Emily Bronte may have risked her life by publishing this book. Her sister, Charlotte, had already been criticized for her novel, Jane Eyre, because it was shockingly unconventional to write a first-person book told by a strong female narrator.  But Jane Eyre’s criticisms were nothing compared with Wuthering Heights. A single woman, confined to her house with consumption, had written a tale of blood and guts and ghosts and greed. Its hero had not one redeeming quality. Emily showed herself as a woman of hidden lust and an unbridled, bloodcurdling imagination. She used swear words and hinted at some very serious sexual immorality, including incest. Emily died the following year and left the reasons for writing this book a mystery.

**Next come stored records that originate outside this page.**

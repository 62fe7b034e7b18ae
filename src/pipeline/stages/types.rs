//! Result and metrics types returned by stage processors.

use std::collections::BTreeMap;
use std::fmt;
use std::time::Duration;

/// Output of a stage together with what the stage measured.
#[derive(Debug, Clone)]
pub struct StageResult<T> {
    pub data: T,
    pub metrics: StageMetrics,
}

impl<T> StageResult<T> {
    pub fn new(data: T, metrics: StageMetrics) -> Self {
        Self { data, metrics }
    }
}

/// Counts and timing for one stage run.
///
/// `additional_info` is ordered by key so the summary line is stable between
/// runs.
#[derive(Debug, Clone, Default)]
pub struct StageMetrics {
    /// Wall time of the stage, if it was measured.
    pub processing_time: Option<Duration>,
    /// Items that produced an output.
    pub success_count: usize,
    /// Items that produced an error.
    pub failure_count: usize,
    /// Free-form key/value details such as the stage name.
    pub additional_info: BTreeMap<String, String>,
}

impl StageMetrics {
    pub fn new(success_count: usize, failure_count: usize) -> Self {
        Self {
            success_count,
            failure_count,
            ..Self::default()
        }
    }

    pub fn with_processing_time(mut self, duration: Duration) -> Self {
        self.processing_time = Some(duration);
        self
    }

    pub fn with_info<K: Into<String>, V: Into<String>>(mut self, key: K, value: V) -> Self {
        self.additional_info.insert(key.into(), value.into());
        self
    }

    pub fn total_count(&self) -> usize {
        self.success_count + self.failure_count
    }

    /// Share of items that succeeded, in percent. An empty stage reports 0.
    pub fn success_rate(&self) -> f64 {
        match self.total_count() {
            0 => 0.0,
            total => self.success_count as f64 * 100.0 / total as f64,
        }
    }

    pub fn has_failures(&self) -> bool {
        self.failure_count > 0
    }
}

impl fmt::Display for StageMetrics {
    fn fmt(&self, f: &mut fmt::Formatter<'_>) -> fmt::Result {
        let stage = self
            .additional_info
            .get("stage")
            .map(String::as_str)
            .unwrap_or("stage");
        write!(
            f,
            "{stage}: {} ok, {} failed",
            self.success_count, self.failure_count
        )?;
        if let Some(elapsed) = self.processing_time {
            write!(f, " in {:.2}ms", elapsed.as_secs_f64() * 1000.0)?;
        }
        Ok(())
    }
}
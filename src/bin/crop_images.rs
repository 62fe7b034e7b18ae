//! Crop Images
//!
//! Cuts non-overlapping crops out of a batch of images and writes them as
//! `cropped_image_<n>.jpg`.
//!
//! # Usage
//!
//! ```bash
//! cargo run --bin crop-images -- [OPTIONS] --paths <PATHS> --crop-width <W> --crop-height <H>
//! ```
//!
//! # Arguments
//!
//! * `-p, --paths` - Comma-separated image paths
//! * `--crop-width` - Width of every crop in pixels
//! * `--crop-height` - Height of every crop in pixels
//! * `-c, --config` - JSON pipeline configuration
//! * `-o, --output-dir` - Directory to write crops to
//! * `-n, --count` - Crops per image
//! * `--max-attempts` - Sampling attempt budget per image
//! * `--seed` - Seed for reproducible sampling
//! * `--threads` - Worker thread count
//!
//! # Example
//!
//! ```bash
//! RUST_LOG=info cargo run --bin crop-images -- \
//!     --paths assets/robot.jpeg,assets/scissors.png --crop-width 64 --crop-height 64
//! ```

use clap::Parser;
use crop_sampler::core::config::ParallelPolicy;
use crop_sampler::pipeline::{CropPipeline, InputForm, PipelineConfig};
use std::path::PathBuf;
use std::time::Instant;
use tracing::{error, info, warn};

/// Command-line arguments for the crop tool
#[derive(Parser)]
#[command(name = "crop-images")]
#[command(about = "Cut random non-overlapping crops out of images")]
struct Args {
    /// Comma-separated paths of the images to crop
    #[arg(short, long)]
    paths: String,

    /// Width of every crop in pixels
    #[arg(long)]
    crop_width: String,

    /// Height of every crop in pixels
    #[arg(long)]
    crop_height: String,

    /// JSON file with pipeline configuration
    #[arg(short, long)]
    config: Option<PathBuf>,

    /// Directory to write crops to (default: data)
    #[arg(short, long)]
    output_dir: Option<PathBuf>,

    /// Number of crops per image (default: 3)
    #[arg(short = 'n', long)]
    count: Option<usize>,

    /// Sampling attempts per image before giving up (default: 1000)
    #[arg(long)]
    max_attempts: Option<usize>,

    /// Seed for reproducible sampling
    #[arg(long)]
    seed: Option<u64>,

    /// Number of worker threads (default: all cores)
    #[arg(long)]
    threads: Option<usize>,

    /// Enable verbose output
    #[arg(short, long)]
    verbose: bool,
}

fn main() -> Result<(), Box<dyn std::error::Error>> {
    crop_sampler::utils::init_tracing();

    let args = Args::parse();

    let request = match InputForm::new(&args.paths, &args.crop_width, &args.crop_height).parse() {
        Ok(request) => request,
        Err(e) => {
            error!("{}", e);
            return Err(e.into());
        }
    };

    let mut config = match &args.config {
        Some(path) => PipelineConfig::from_json_file(path)?,
        None => PipelineConfig::default(),
    };
    if let Some(output_dir) = args.output_dir {
        config.output_dir = output_dir;
    }
    if let Some(count) = args.count {
        config.count = count;
    }
    if let Some(max_attempts) = args.max_attempts {
        config.max_attempts = max_attempts;
    }
    if args.seed.is_some() {
        config.seed = args.seed;
    }
    if args.threads.is_some() {
        config.parallel_policy = ParallelPolicy::new()
            .with_max_threads(args.threads)
            .with_image_threshold(config.parallel_policy.image_threshold);
    }

    if args.verbose {
        info!("Crop Configuration:");
        info!("  Images: {}", request.paths.len());
        info!("  Crop size: {}", request.crop_size());
        info!("  Crops per image: {}", config.count);
        info!("  Max attempts: {}", config.max_attempts);
        info!("  Output directory: {}", config.output_dir.display());
        info!("  Seed: {:?}", config.seed);
        info!("  Threads: {}", config.parallel_policy.effective_threads());
    }

    let pipeline = CropPipeline::new(config)?;

    let start = Instant::now();
    let report = pipeline.run(request)?;
    let duration = start.elapsed();

    for path in &report.written {
        println!("{}", path.display());
    }

    for failure in &report.image_failures {
        warn!("{}: {}", failure.path.display(), failure.error);
    }

    info!(
        "Wrote {} crops in {:.2}ms ({} unreadable, {} could not be placed, {} failed writes)",
        report.crops_written(),
        duration.as_secs_f64() * 1000.0,
        report.load_failures().count(),
        report.placement_failures().count(),
        report.write_failures.len()
    );

    Ok(())
}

One mystery is the topic of ghosts, haunting dreams, apparitions, and voices in the wind. The love Emily Bronte describes is anything but tame and stable. Quiet love is savagely mocked in this book. Wuthering Heights love is immoral, digs up graves, shows up after death, cuts like a razor, and ruins the lives of everybody in sight. We fell repelled by this ugly love, but as we draw deeper into the book, find ourselves intoxicated by the very thought.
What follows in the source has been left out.